Wichtiger noch scheint aber die Kalkulation Belgrads zu sein: Mit der Bildung serbischer Enklaven behält Belgrad einen Fuß im Kosovo. Und da die internationale Gemeinschaft weiterhin gegen die Unabhängigkeit Kosovos votiert, erscheint die Bildung ethnischer Enklaven durchaus im Sinne wichtiger Kräfte in der internationalen Gemeinschaft zu sein. Zwar haben der UN-Administrator Bernard Kouchner und auch der US-Botschafter bei den Vereinten Nationen, Richard Holbrooke, die Bildung ethnischer Enklaven eindeutig zurückgewiesen. Der franzöische Außenminister Hubert Vedrine jedoch erklärte, für eine Übergangszeit könnte aus Sicherheitsgründen deren Bildung hingenommen werden.

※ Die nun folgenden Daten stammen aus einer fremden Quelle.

//! 抽出/説明オーケストレーター
//!
//! Step1: 画像 → 構造化JSON（必須）
//! Step2: JSON → 患者向け説明（Variant::ExtractAndExplain のときのみ、Step1成功後）
//!
//! Step2の失敗は全体の失敗にしない。Step1の結果を返し、説明のエラーを別に持たせる。

use crate::error::{Error, Result};
use crate::gemini::{build_extraction_request, build_text_request, GeminiClient, Transport};
use crate::markup::Markup;
use crate::parser::parse_extraction_text;
use crate::payload::encode_to_payload;
use crate::prompts::{build_explanation_prompt, EXTRACTION_PROMPT};
use crate::types::{EncodedImage, ExtractionResult, UploadedImage, Variant};

/// 1回の解析の結果
#[derive(Debug)]
pub struct AttemptReport {
    pub result: ExtractionResult,
    pub explanation: Option<Markup>,
    /// Step2が失敗した場合のエラー（部分成功）
    pub explanation_error: Option<Error>,
}

impl AttemptReport {
    fn extracted(result: ExtractionResult) -> Self {
        Self {
            result,
            explanation: None,
            explanation_error: None,
        }
    }
}

#[derive(Debug, Clone)]
pub struct Orchestrator<T> {
    client: GeminiClient<T>,
    variant: Variant,
}

impl<T: Transport> Orchestrator<T> {
    pub fn new(transport: T, variant: Variant) -> Self {
        Self {
            client: GeminiClient::new(transport),
            variant,
        }
    }

    pub fn variant(&self) -> Variant {
        self.variant
    }

    /// 解析を1回実行する
    ///
    /// 画像がなければ通信せずに Error::InputMissing。
    /// 呼び出しごとに新しいリクエストを発行し、前回の結果は使わない。
    pub async fn run(&self, image: Option<&UploadedImage>) -> Result<AttemptReport> {
        let image = image.ok_or(Error::InputMissing)?;
        let payload = encode_to_payload(image);

        tracing::debug!(
            file_name = %image.file_name,
            mime_type = %payload.mime_type,
            bytes = image.bytes.len(),
            "starting extraction"
        );
        let result = self.extract(&payload).await?;
        let mut report = AttemptReport::extracted(result);

        if !self.variant.explains() {
            return Ok(report);
        }

        match self.explain(&report.result).await {
            Ok(markup) => report.explanation = Some(markup),
            Err(e) => {
                tracing::warn!(error = %e, "explanation step failed; keeping extraction result");
                report.explanation_error = Some(e);
            }
        }

        Ok(report)
    }

    /// Step1: 抽出
    pub async fn extract(&self, payload: &EncodedImage) -> Result<ExtractionResult> {
        let request = build_extraction_request(EXTRACTION_PROMPT, payload);
        let text = self.client.generate(&request).await?;
        let result = parse_extraction_text(&text)?;
        tracing::debug!("extraction parsed");
        Ok(result)
    }

    /// Step2: 説明
    ///
    /// エラーはすべて Error::ExplanationUnavailable に変換して返す
    pub async fn explain(&self, result: &ExtractionResult) -> Result<Markup> {
        let prompt = build_explanation_prompt(result);
        let request = build_text_request(&prompt);

        let text = self.client.generate(&request).await.map_err(|e| match e {
            Error::MalformedResponse(detail) => Error::ExplanationUnavailable(detail),
            other => Error::ExplanationUnavailable(other.to_string()),
        })?;

        let markup = Markup::parse(&text);
        if markup.is_empty() {
            return Err(Error::ExplanationUnavailable(
                "the response contained no displayable text".to_string(),
            ));
        }
        Ok(markup)
    }
}

#[cfg(test)]
mod tests {
    use super::*;
    use crate::gemini::GeminiRequest;
    use crate::testing::{candidate_body, MockTransport};
    use futures::executor::block_on;
    use serde_json::json;

    fn image() -> UploadedImage {
        UploadedImage::new(vec![0xff, 0xd8, 0xff, 0xe0], "image/jpeg", "report.jpg")
    }

    #[test]
    fn test_no_image_issues_no_calls() {
        let transport = MockTransport::new();
        let orchestrator = Orchestrator::new(&transport, Variant::ExtractAndExplain);

        let err = block_on(orchestrator.run(None)).unwrap_err();
        assert!(matches!(err, Error::InputMissing));
        assert_eq!(transport.call_count(), 0);
    }

    #[test]
    fn test_extract_only_success() {
        let transport = MockTransport::new()
            .reply(200, candidate_body(r#"{"patientInformation": {"name": "Jane Doe"}}"#));
        let orchestrator = Orchestrator::new(&transport, Variant::ExtractOnly);

        let report = block_on(orchestrator.run(Some(&image()))).unwrap();
        assert_eq!(
            report.result.value(),
            &json!({"patientInformation": {"name": "Jane Doe"}})
        );
        assert!(report.explanation.is_none());
        assert!(report.explanation_error.is_none());
        assert_eq!(transport.call_count(), 1);
    }

    #[test]
    fn test_extraction_request_carries_image() {
        let transport = MockTransport::new().reply(200, candidate_body("{}"));
        let orchestrator = Orchestrator::new(&transport, Variant::ExtractOnly);
        block_on(orchestrator.run(Some(&image()))).unwrap();

        let sent: GeminiRequest = serde_json::from_str(&transport.requests()[0]).unwrap();
        assert!(sent.has_inline_data());
        assert_eq!(sent.prompt_text(), Some(EXTRACTION_PROMPT));
        let value: serde_json::Value = serde_json::from_str(&transport.requests()[0]).unwrap();
        assert_eq!(value["contents"][0]["parts"][1]["inlineData"]["data"], "/9j/4A==");
        assert_eq!(value["contents"][0]["parts"][1]["inlineData"]["mimeType"], "image/jpeg");
        assert_eq!(value["generationConfig"]["responseMimeType"], "application/json");
    }

    #[test]
    fn test_http_500_is_transport_failure() {
        let transport = MockTransport::new().reply(500, "upstream exploded");
        let orchestrator = Orchestrator::new(&transport, Variant::ExtractAndExplain);

        let err = block_on(orchestrator.run(Some(&image()))).unwrap_err();
        assert!(matches!(err, Error::Transport { status: 500, .. }));
        let message = err.to_string();
        assert!(message.contains("500"));
        assert!(message.contains("upstream exploded"));
        // Step1失敗時はStep2を呼ばない
        assert_eq!(transport.call_count(), 1);
    }

    #[test]
    fn test_empty_candidates_is_malformed() {
        let transport = MockTransport::new().reply(200, r#"{"candidates": []}"#);
        let orchestrator = Orchestrator::new(&transport, Variant::ExtractOnly);

        let err = block_on(orchestrator.run(Some(&image()))).unwrap_err();
        assert!(matches!(err, Error::MalformedResponse(_)));
    }

    #[test]
    fn test_non_json_text_is_malformed() {
        let transport = MockTransport::new().reply(200, candidate_body("I could not read the image"));
        let orchestrator = Orchestrator::new(&transport, Variant::ExtractOnly);

        let err = block_on(orchestrator.run(Some(&image()))).unwrap_err();
        assert!(matches!(err, Error::MalformedResponse(_)));
    }

    #[test]
    fn test_network_error_propagates() {
        let transport = MockTransport::new().fail("connection refused");
        let orchestrator = Orchestrator::new(&transport, Variant::ExtractOnly);

        let err = block_on(orchestrator.run(Some(&image()))).unwrap_err();
        assert!(matches!(err, Error::Network(_)));
    }

    #[test]
    fn test_explain_success() {
        let transport = MockTransport::new()
            .reply(200, candidate_body(r#"{"vitalSigns": {"pulse": 72}}"#))
            .reply(
                200,
                candidate_body("<ol><li>Pulse is normal</li><li>See your doctor</li></ol>"),
            );
        let orchestrator = Orchestrator::new(&transport, Variant::ExtractAndExplain);

        let report = block_on(orchestrator.run(Some(&image()))).unwrap();
        let markup = report.explanation.expect("explanation");
        assert_eq!(
            markup.to_html(),
            "<ol><li>Pulse is normal</li><li>See your doctor</li></ol>"
        );
        assert!(report.explanation_error.is_none());

        let second: GeminiRequest = serde_json::from_str(&transport.requests()[1]).unwrap();
        assert!(!second.has_inline_data());
        assert!(second.generation_config.is_none());
        assert!(second.prompt_text().unwrap().contains("\"pulse\": 72"));
    }

    #[test]
    fn test_explain_empty_text_is_partial_success() {
        let transport = MockTransport::new()
            .reply(
                200,
                candidate_body(r#"{"patientInformation": {"name": "Jane Doe", "age": 42}}"#),
            )
            .reply(200, candidate_body(""));
        let orchestrator = Orchestrator::new(&transport, Variant::ExtractAndExplain);

        let report = block_on(orchestrator.run(Some(&image()))).unwrap();
        assert_eq!(report.result.value()["patientInformation"]["age"], 42);
        assert!(report.explanation.is_none());
        let err = report.explanation_error.expect("summary error");
        assert!(matches!(err, Error::ExplanationUnavailable(_)));
        assert!(err.to_string().contains("summary"));
    }

    #[test]
    fn test_explain_transport_failure_is_partial_success() {
        let transport = MockTransport::new()
            .reply(200, candidate_body(r#"{"medications": []}"#))
            .reply(429, "quota");
        let orchestrator = Orchestrator::new(&transport, Variant::ExtractAndExplain);

        let report = block_on(orchestrator.run(Some(&image()))).unwrap();
        let message = report.explanation_error.unwrap().to_string();
        assert!(message.contains("summary"));
        assert!(message.contains("429"));
    }

    #[test]
    fn test_explain_script_only_is_partial_success() {
        let transport = MockTransport::new()
            .reply(200, candidate_body("{}"))
            .reply(200, candidate_body("<script>alert(1)</script>"));
        let orchestrator = Orchestrator::new(&transport, Variant::ExtractAndExplain);

        let report = block_on(orchestrator.run(Some(&image()))).unwrap();
        assert!(report.explanation.is_none());
        assert!(report.explanation_error.is_some());
    }

    #[test]
    fn test_rerun_issues_fresh_calls() {
        let transport = MockTransport::new()
            .reply(200, candidate_body(r#"{"a": 1}"#))
            .reply(200, candidate_body(r#"{"b": 2}"#));
        let orchestrator = Orchestrator::new(&transport, Variant::ExtractOnly);
        let image = image();

        let first = block_on(orchestrator.run(Some(&image))).unwrap();
        let second = block_on(orchestrator.run(Some(&image))).unwrap();
        assert_eq!(first.result.value(), &json!({"a": 1}));
        assert_eq!(second.result.value(), &json!({"b": 2}));
        assert_eq!(transport.call_count(), 2);
    }
}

In der Praxis begünstigt die KFOR die Bildung ethnischer Enklaven. Bisher wurde alles unternommen, sie zu schützen. Gleichzeitig wurden albanische Vertriebene, die in ihre Häuser zurückkehren wollten, von der KFOR daran gehindert, soweit ihr Besitz in serbischen Enklaven liegt.

Nicht alle serbischen Bewohner sind mit der Strategie einverstanden. Nach wie vor wollen viele Serben das Kosovo verlassen. Vor allem die 1995 aus der kroatischen Krajina angesiedelten Kolonisten, die keine Einheimischen sind, wie alle jene, die in gemischten Dörfern wohnen und deren Häuser durch Albaner zerstört wurden, drängen auf ihre Ausreise nach Serbien. Auch jene Männer, die als Mitglied paramilitärischer Truppen Verbrechen begangen haben. Sie trauen der „Schutzfunktion“ der Enklaven nicht. Viele Serben wollen sogar dann das Land verlassen, wenn russische KFOR-Truppen in den serbischen Enklaven stationiert würden.